What you should do: Copy each line of the data that has "SendWindow" in it.

Available data:
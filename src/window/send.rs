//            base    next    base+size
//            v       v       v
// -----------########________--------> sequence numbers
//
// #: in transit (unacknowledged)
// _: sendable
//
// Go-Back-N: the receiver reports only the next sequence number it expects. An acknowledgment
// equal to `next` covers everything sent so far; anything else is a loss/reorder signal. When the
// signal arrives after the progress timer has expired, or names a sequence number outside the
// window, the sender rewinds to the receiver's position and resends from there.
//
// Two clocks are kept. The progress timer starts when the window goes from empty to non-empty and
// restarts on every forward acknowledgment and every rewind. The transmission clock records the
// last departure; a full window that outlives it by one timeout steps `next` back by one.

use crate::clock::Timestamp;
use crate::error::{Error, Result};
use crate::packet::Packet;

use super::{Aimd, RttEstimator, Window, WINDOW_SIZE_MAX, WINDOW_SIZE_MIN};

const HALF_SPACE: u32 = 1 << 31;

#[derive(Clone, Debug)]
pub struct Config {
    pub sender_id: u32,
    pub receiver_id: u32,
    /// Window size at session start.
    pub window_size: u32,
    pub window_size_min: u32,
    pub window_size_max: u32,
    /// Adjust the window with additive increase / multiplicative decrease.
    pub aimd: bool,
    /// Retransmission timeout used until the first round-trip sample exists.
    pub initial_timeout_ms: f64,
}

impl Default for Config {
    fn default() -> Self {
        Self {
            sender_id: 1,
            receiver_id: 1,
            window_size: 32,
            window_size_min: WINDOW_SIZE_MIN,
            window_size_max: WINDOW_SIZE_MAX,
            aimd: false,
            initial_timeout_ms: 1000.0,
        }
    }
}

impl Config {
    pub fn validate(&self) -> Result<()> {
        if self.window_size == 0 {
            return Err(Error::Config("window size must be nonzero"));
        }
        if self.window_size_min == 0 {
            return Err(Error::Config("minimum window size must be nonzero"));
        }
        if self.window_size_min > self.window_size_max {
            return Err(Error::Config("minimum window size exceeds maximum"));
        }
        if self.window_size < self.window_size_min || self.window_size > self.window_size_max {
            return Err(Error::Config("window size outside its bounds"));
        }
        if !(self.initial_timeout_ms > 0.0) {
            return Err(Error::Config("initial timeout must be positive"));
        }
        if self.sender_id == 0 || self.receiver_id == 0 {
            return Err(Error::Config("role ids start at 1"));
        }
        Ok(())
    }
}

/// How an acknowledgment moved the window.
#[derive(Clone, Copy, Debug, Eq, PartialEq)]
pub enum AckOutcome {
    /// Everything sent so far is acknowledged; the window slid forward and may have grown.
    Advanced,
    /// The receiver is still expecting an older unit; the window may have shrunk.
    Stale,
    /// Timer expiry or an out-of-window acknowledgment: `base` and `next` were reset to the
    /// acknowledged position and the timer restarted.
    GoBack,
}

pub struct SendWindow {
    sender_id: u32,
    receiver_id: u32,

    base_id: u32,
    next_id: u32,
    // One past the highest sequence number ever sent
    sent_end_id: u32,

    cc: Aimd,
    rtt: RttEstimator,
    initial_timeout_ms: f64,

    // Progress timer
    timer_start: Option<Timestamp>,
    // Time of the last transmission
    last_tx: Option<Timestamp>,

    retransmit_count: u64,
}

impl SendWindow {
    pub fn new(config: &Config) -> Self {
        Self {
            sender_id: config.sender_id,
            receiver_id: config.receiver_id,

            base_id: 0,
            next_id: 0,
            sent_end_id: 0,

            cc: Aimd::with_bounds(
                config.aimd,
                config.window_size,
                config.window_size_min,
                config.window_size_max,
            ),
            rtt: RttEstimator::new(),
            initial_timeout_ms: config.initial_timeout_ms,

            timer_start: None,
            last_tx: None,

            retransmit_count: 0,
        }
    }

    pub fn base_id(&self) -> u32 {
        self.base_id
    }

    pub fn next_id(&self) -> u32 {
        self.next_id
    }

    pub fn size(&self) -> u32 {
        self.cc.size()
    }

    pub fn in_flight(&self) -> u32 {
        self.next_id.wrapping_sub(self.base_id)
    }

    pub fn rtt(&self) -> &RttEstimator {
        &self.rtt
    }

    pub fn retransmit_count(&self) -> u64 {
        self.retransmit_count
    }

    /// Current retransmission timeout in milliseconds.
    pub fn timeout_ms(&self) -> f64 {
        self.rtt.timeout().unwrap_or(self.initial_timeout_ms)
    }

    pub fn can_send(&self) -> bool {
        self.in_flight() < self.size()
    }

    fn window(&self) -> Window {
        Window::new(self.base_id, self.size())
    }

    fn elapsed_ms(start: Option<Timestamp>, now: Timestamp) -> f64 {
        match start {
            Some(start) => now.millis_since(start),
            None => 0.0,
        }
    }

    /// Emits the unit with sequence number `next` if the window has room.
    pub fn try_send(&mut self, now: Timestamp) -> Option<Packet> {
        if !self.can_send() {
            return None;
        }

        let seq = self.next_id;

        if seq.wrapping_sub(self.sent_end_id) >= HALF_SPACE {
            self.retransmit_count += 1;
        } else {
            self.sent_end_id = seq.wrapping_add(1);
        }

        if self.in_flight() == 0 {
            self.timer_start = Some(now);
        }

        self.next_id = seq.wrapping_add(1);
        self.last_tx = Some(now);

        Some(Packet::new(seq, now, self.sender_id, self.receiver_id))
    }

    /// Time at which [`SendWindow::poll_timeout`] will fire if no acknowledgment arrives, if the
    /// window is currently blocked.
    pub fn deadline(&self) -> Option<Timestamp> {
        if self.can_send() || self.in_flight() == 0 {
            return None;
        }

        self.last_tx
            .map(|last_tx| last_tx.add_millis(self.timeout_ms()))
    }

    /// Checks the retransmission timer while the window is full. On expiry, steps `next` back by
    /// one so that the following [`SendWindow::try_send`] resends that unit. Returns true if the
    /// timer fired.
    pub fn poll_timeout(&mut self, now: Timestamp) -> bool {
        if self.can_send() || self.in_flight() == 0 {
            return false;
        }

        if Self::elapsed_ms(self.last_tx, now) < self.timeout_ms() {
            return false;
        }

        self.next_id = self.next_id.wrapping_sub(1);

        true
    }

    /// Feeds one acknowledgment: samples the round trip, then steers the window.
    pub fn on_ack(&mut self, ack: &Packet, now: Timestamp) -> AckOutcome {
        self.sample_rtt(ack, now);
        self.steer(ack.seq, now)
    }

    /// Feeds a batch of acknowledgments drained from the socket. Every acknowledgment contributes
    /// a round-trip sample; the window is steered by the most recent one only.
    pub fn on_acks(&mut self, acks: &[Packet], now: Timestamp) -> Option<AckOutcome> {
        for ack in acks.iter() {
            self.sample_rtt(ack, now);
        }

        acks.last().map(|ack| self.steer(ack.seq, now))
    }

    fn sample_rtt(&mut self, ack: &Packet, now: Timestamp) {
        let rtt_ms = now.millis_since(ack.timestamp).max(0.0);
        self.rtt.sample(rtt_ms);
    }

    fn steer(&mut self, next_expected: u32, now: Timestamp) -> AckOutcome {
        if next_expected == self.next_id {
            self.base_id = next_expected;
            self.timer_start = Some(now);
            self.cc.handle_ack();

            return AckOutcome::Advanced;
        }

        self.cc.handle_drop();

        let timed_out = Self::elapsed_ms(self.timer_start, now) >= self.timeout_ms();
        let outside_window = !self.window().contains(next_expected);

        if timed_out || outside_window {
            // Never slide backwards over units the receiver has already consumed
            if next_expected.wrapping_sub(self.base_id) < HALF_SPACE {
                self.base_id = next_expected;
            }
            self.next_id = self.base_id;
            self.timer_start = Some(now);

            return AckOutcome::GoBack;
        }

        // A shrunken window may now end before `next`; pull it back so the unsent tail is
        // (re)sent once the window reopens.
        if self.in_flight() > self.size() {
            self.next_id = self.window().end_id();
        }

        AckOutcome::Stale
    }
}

Solution to this task:
pub struct SendWindow {
impl SendWindow {
    /// Time at which [`SendWindow::poll_timeout`] will fire if no acknowledgment arrives, if the
    /// one so that the following [`SendWindow::try_send`] resends that unit. Returns true if the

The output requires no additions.